Top of THE DATA

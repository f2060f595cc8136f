// Shared prompt fragments.
// Each module that needs LLM calls defines its own prompts.rs alongside it;
// this file holds the pieces they have in common.

/// Appended to prompts whose reply is parsed as JSON.
pub const JSON_ONLY_INSTRUCTION: &str = "Output should be a valid JSON object only, \
    with no preamble, no explanations and no markdown code fences.";

/// Keeps generated content free of chatty wrapping text.
pub const NO_PREAMBLE_INSTRUCTION: &str = "Follow all instructions carefully. \
    Do not include any preamble, conversational text, or extraneous information, \
    just the post content.";
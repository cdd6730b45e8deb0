//! Chat-platform collaborators.
//!
//! The engine never talks to the network itself. Everything it needs from
//! the platform goes through these traits, implemented by the bot's gateway
//! layer (and by fakes in tests).

use std::future::Future;
use std::sync::Arc;
use std::time::Duration;

use async_trait::async_trait;
use chrono::{DateTime, Utc};

use crate::error::PlatformError;
use crate::types::{ChannelId, ChannelRef, Member, RoleId, RoleRef, TenantId, UserId};

/// Resolves stored ids back to live platform objects.
#[async_trait]
pub trait Directory: Send + Sync {
    /// `None` when the role has been deleted.
    async fn role(&self, tenant: TenantId, id: RoleId) -> Result<Option<RoleRef>, PlatformError>;

    /// `None` when the channel has been deleted.
    async fn channel(
        &self,
        tenant: TenantId,
        id: ChannelId,
    ) -> Result<Option<ChannelRef>, PlatformError>;
}

/// Guild membership and removal.
#[async_trait]
pub trait MemberSource: Send + Sync {
    async fn members(&self, tenant: TenantId) -> Result<Vec<Member>, PlatformError>;

    /// Remove a member from the guild. `reason` ends up in the platform's audit log.
    async fn kick(
        &self,
        tenant: TenantId,
        user: UserId,
        reason: Option<&str>,
    ) -> Result<(), PlatformError>;
}

/// Outbound messages and invites.
#[async_trait]
pub trait Messenger: Send + Sync {
    async fn send_channel(&self, channel: ChannelId, text: &str) -> Result<(), PlatformError>;

    async fn send_direct(&self, user: UserId, text: &str) -> Result<(), PlatformError>;

    /// Create an invite link for `channel`, returning its URL.
    async fn create_invite(
        &self,
        channel: ChannelId,
        max_age: Duration,
        max_uses: u32,
    ) -> Result<String, PlatformError>;
}

/// One line of the operational audit trail.
#[derive(Debug, Clone, PartialEq, Eq)]
pub struct AuditEntry {
    pub tenant: Option<TenantId>,
    pub channel: Option<ChannelId>,
    pub message: String,
    pub timestamp: DateTime<Utc>,
}

impl AuditEntry {
    pub fn new(tenant: Option<TenantId>, channel: Option<ChannelId>, message: String) -> Self {
        Self {
            tenant,
            channel,
            message,
            timestamp: Utc::now(),
        }
    }
}

/// Append-only audit log.
#[async_trait]
pub trait AuditSink: Send + Sync {
    async fn record(&self, entry: AuditEntry);
}

/// Audit sink that writes entries as `tracing` events on the `audit` target.
#[derive(Debug, Default, Clone, Copy)]
pub struct TracingAudit;

#[async_trait]
impl AuditSink for TracingAudit {
    async fn record(&self, entry: AuditEntry) {
        tracing::info!(
            target: "audit",
            tenant = entry.tenant.map(|t| t.0),
            channel = entry.channel.map(|c| c.0),
            timestamp = %entry.timestamp.to_rfc3339(),
            "{}",
            entry.message
        );
    }
}

/// Bundle of collaborators handed to the router and the scheduler.
#[derive(Clone)]
pub struct Platform {
    pub directory: Arc<dyn Directory>,
    pub members: Arc<dyn MemberSource>,
    pub messenger: Arc<dyn Messenger>,
    pub audit: Arc<dyn AuditSink>,
    /// Upper bound applied to every call made through [`Platform::bounded`].
    pub timeout: Duration,
}

impl Platform {
    /// Run a collaborator call, failing with [`PlatformError::Timeout`] when it overruns.
    pub async fn bounded<T, F>(&self, call: F) -> Result<T, PlatformError>
    where
        F: Future<Output = Result<T, PlatformError>>,
    {
        tokio::time::timeout(self.timeout, call)
            .await
            .unwrap_or(Err(PlatformError::Timeout))
    }

    pub async fn role(&self, tenant: TenantId, id: RoleId) -> Result<Option<RoleRef>, PlatformError> {
        self.bounded(self.directory.role(tenant, id)).await
    }

    pub async fn channel(
        &self,
        tenant: TenantId,
        id: ChannelId,
    ) -> Result<Option<ChannelRef>, PlatformError> {
        self.bounded(self.directory.channel(tenant, id)).await
    }

    pub async fn audit(&self, tenant: Option<TenantId>, channel: Option<ChannelId>, message: String) {
        self.audit.record(AuditEntry::new(tenant, channel, message)).await;
    }
}
use std::fmt;
use std::time::Duration;

use crate::interval;
use crate::types::{ChannelRef, RoleRef};

/// How a stored string should be read back.
#[derive(Debug, Clone, Copy, PartialEq, Eq)]
pub enum ConfigType {
    String,
    RoleRef,
    ChannelRef,
    Interval,
}

impl ConfigType {
    pub const fn label(self) -> &'static str {
        match self {
            Self::String => "text",
            Self::RoleRef => "role",
            Self::ChannelRef => "channel",
            Self::Interval => "interval",
        }
    }
}

/// A setting after coercion.
#[derive(Debug, Clone, PartialEq, Eq)]
pub enum ConfigValue {
    String(String),
    Role(RoleRef),
    Channel(ChannelRef),
    Interval(Duration),
}

impl ConfigValue {
    pub fn into_string(self) -> Option<String> {
        match self {
            Self::String(s) => Some(s),
            _ => None,
        }
    }

    pub fn into_role(self) -> Option<RoleRef> {
        match self {
            Self::Role(r) => Some(r),
            _ => None,
        }
    }

    pub fn into_channel(self) -> Option<ChannelRef> {
        match self {
            Self::Channel(c) => Some(c),
            _ => None,
        }
    }

    pub fn into_interval(self) -> Option<Duration> {
        match self {
            Self::Interval(d) => Some(d),
            _ => None,
        }
    }
}

impl fmt::Display for ConfigValue {
    fn fmt(&self, f: &mut fmt::Formatter<'_>) -> fmt::Result {
        match self {
            Self::String(s) => write!(f, "'{s}'"),
            Self::Role(r) => write!(f, "@{} ({})", r.name, r.id),
            Self::Channel(c) => write!(f, "#{} ({})", c.name, c.id),
            Self::Interval(d) => write!(f, "{}", interval::format(*d)),
        }
    }
}
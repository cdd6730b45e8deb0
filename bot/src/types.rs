//! Identifier newtypes and platform-facing value types.

use std::fmt;

use chrono::{DateTime, Utc};
use serde::{Deserialize, Serialize};

macro_rules! snowflake {
    ($(#[$meta:meta])* $name:ident) => {
        $(#[$meta])*
        #[derive(Debug, Clone, Copy, PartialEq, Eq, Hash, PartialOrd, Ord, Serialize, Deserialize)]
        #[serde(transparent)]
        pub struct $name(pub u64);

        impl $name {
            #[must_use]
            pub const fn get(self) -> u64 {
                self.0
            }
        }

        impl fmt::Display for $name {
            fn fmt(&self, f: &mut fmt::Formatter<'_>) -> fmt::Result {
                write!(f, "{}", self.0)
            }
        }

        impl From<u64> for $name {
            fn from(id: u64) -> Self {
                Self(id)
            }
        }
    };
}

snowflake!(
    /// A guild. Every stored entity is scoped by one of these.
    TenantId
);
snowflake!(
    /// A guild member or any other platform user.
    UserId
);
snowflake!(
    /// A guild role.
    RoleId
);
snowflake!(
    /// A text channel.
    ChannelId
);

/// A role that still exists on the platform.
#[derive(Debug, Clone, PartialEq, Eq)]
pub struct RoleRef {
    pub id: RoleId,
    pub name: String,
}

/// A channel that still exists on the platform.
#[derive(Debug, Clone, PartialEq, Eq)]
pub struct ChannelRef {
    pub id: ChannelId,
    pub name: String,
}

/// A guild member as reported by the membership source.
#[derive(Debug, Clone)]
pub struct Member {
    pub id: UserId,
    pub roles: Vec<RoleId>,
    pub joined_at: DateTime<Utc>,
    pub nickname: Option<String>,
    pub username: String,
}

impl Member {
    /// Nickname if set, otherwise the account name.
    pub fn display_name(&self) -> &str {
        self.nickname.as_deref().unwrap_or(&self.username)
    }

    pub fn has_role(&self, role: RoleId) -> bool {
        self.roles.contains(&role)
    }
}

/// Parse a raw id or a platform mention (`<@&123>`, `<#123>`, `<@!123>`).
pub fn parse_snowflake(text: &str) -> Option<u64> {
    let trimmed = text.trim();
    let inner = trimmed
        .strip_prefix('<')
        .and_then(|t| t.strip_suffix('>'))
        .map_or(trimmed, |t| t.trim_start_matches(['@', '#', '&', '!']));
    inner.parse().ok()
}
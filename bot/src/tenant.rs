//! Guild registry and per-guild section caches.
//!
//! Each attached guild owns its document store plus an in-memory snapshot of
//! every settings section. Snapshots are rebuilt from the store after every
//! write, so readers never observe a value the store does not hold.

use std::collections::{BTreeMap, HashMap};
use std::sync::Arc;

use dashmap::DashMap;
use serde_json::{json, Value};
use tokio::sync::{Mutex, RwLock};
use tracing::{debug, info, warn};

use crate::error::{EngineError, StorageError};
use crate::settings::Section;
use crate::store::{Document, DocumentStore, Filter, StoreBackend};
use crate::types::TenantId;

type Snapshot = Arc<BTreeMap<String, String>>;

/// Cached copy of one section plus the lock serializing its writers.
#[derive(Default)]
struct SectionCache {
    snapshot: RwLock<Snapshot>,
    write: Mutex<()>,
}

/// One attached guild.
pub struct Tenant {
    id: TenantId,
    store: Arc<dyn DocumentStore>,
    sections: HashMap<Section, SectionCache>,
}

impl Tenant {
    /// Wrap a store. The caches start empty; call [`Tenant::load`] before use.
    pub fn new(id: TenantId, store: Arc<dyn DocumentStore>) -> Self {
        let sections = Section::ALL
            .iter()
            .map(|s| (*s, SectionCache::default()))
            .collect();
        Self {
            id,
            store,
            sections,
        }
    }

    pub const fn id(&self) -> TenantId {
        self.id
    }

    /// The guild's document store, for tables outside the settings sections.
    pub fn store(&self) -> &dyn DocumentStore {
        self.store.as_ref()
    }

    fn cache(&self, section: Section) -> &SectionCache {
        // Every variant is inserted in `new`.
        &self.sections[&section]
    }

    /// Rebuild every section cache from the store.
    #[tracing::instrument(skip(self), fields(tenant = %self.id))]
    pub async fn load(&self) -> Result<(), StorageError> {
        for section in Section::ALL {
            self.refresh(*section).await?;
        }
        debug!("Guild settings loaded");
        Ok(())
    }

    /// Re-read one section and swap in the new snapshot.
    ///
    /// On a store failure the previous snapshot stays in place.
    pub async fn refresh(&self, section: Section) -> Result<(), StorageError> {
        let docs = self.store.all(section.table()).await?;

        let mut entries = BTreeMap::new();
        for doc in docs {
            match (doc.get("key"), doc.get("value")) {
                (Some(Value::String(k)), Some(Value::String(v))) => {
                    entries.insert(k.clone(), v.clone());
                }
                _ => warn!(
                    tenant = %self.id,
                    section = section.table(),
                    "Skipping malformed settings document"
                ),
            }
        }

        *self.cache(section).snapshot.write().await = Arc::new(entries);
        Ok(())
    }

    /// Current snapshot of a section.
    pub async fn entries(&self, section: Section) -> Snapshot {
        Arc::clone(&*self.cache(section).snapshot.read().await)
    }

    /// Raw cached value for a key.
    pub async fn entry(&self, section: Section, key: &str) -> Option<String> {
        self.cache(section).snapshot.read().await.get(key).cloned()
    }

    /// Write (or with `None`/empty, delete) a key and refresh the section.
    ///
    /// Writers to the same section are serialized, so the refresh that
    /// follows a write always includes it. A failed refresh is retried once;
    /// if that also fails the error is returned, the previous snapshot stays
    /// in place, and the section catches up on its next successful refresh.
    #[tracing::instrument(skip(self, value), fields(tenant = %self.id, section = section.table()))]
    pub async fn put(
        &self,
        section: Section,
        key: &str,
        value: Option<&str>,
    ) -> Result<(), StorageError> {
        let _guard = self.cache(section).write.lock().await;
        let filter = Filter::by("key", key);

        match value.filter(|v| !v.is_empty()) {
            Some(value) => {
                let doc: Document = [
                    ("key".to_string(), json!(key)),
                    ("value".to_string(), json!(value)),
                ]
                .into_iter()
                .collect();
                self.store.upsert(section.table(), doc, &filter).await?;
            }
            None => {
                self.store.remove(section.table(), &filter).await?;
            }
        }

        if let Err(e) = self.refresh(section).await {
            warn!(error = %e, "Refresh after write failed, retrying");
            self.refresh(section).await?;
        }
        Ok(())
    }
}

/// All guilds attached to this process.
pub struct TenantRegistry {
    backend: StoreBackend,
    tenants: DashMap<TenantId, Arc<Tenant>>,
}

impl TenantRegistry {
    pub fn new(backend: StoreBackend) -> Self {
        Self {
            backend,
            tenants: DashMap::new(),
        }
    }

    /// Attach a guild, opening its store on the configured backend.
    ///
    /// Attaching an already attached guild returns the existing handle.
    pub async fn attach(&self, id: TenantId) -> Result<Arc<Tenant>, StorageError> {
        if let Some(existing) = self.get(id) {
            return Ok(existing);
        }
        self.attach_with_store(id, self.backend.open(id)).await
    }

    /// Attach a guild backed by an explicit store.
    pub async fn attach_with_store(
        &self,
        id: TenantId,
        store: Arc<dyn DocumentStore>,
    ) -> Result<Arc<Tenant>, StorageError> {
        let tenant = Arc::new(Tenant::new(id, store));
        tenant.load().await?;

        let tenant = Arc::clone(self.tenants.entry(id).or_insert(tenant).value());
        info!(tenant = %id, "Guild attached");
        Ok(tenant)
    }

    /// Attach every guild the backend already holds data for.
    pub async fn attach_known(&self) -> Result<usize, StorageError> {
        let known = self.backend.known_tenants().await?;
        for id in &known {
            self.attach(*id).await?;
        }
        Ok(known.len())
    }

    pub fn detach(&self, id: TenantId) -> Option<Arc<Tenant>> {
        let removed = self.tenants.remove(&id).map(|(_, t)| t);
        if removed.is_some() {
            info!(tenant = %id, "Guild detached");
        }
        removed
    }

    pub fn get(&self, id: TenantId) -> Option<Arc<Tenant>> {
        self.tenants.get(&id).map(|t| Arc::clone(t.value()))
    }

    /// Like [`TenantRegistry::get`], but a missing guild is a `NotFound` error.
    pub fn require(&self, id: TenantId) -> Result<Arc<Tenant>, EngineError> {
        self.get(id)
            .ok_or_else(|| EngineError::not_found(format!("Guild {id}")))
    }

    /// Every attached guild, ordered by id.
    pub fn all(&self) -> Vec<Arc<Tenant>> {
        let mut tenants: Vec<_> = self.tenants.iter().map(|t| Arc::clone(t.value())).collect();
        tenants.sort_by_key(|t| t.id());
        tenants
    }

    pub fn len(&self) -> usize {
        self.tenants.len()
    }

    pub fn is_empty(&self) -> bool {
        self.tenants.is_empty()
    }
}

Bottom of THE DATA

Every line containing the string "deleted" is required; copy each such line from the data.

    /// `None` when the role has been deleted.
    /// `None` when the channel has been deleted.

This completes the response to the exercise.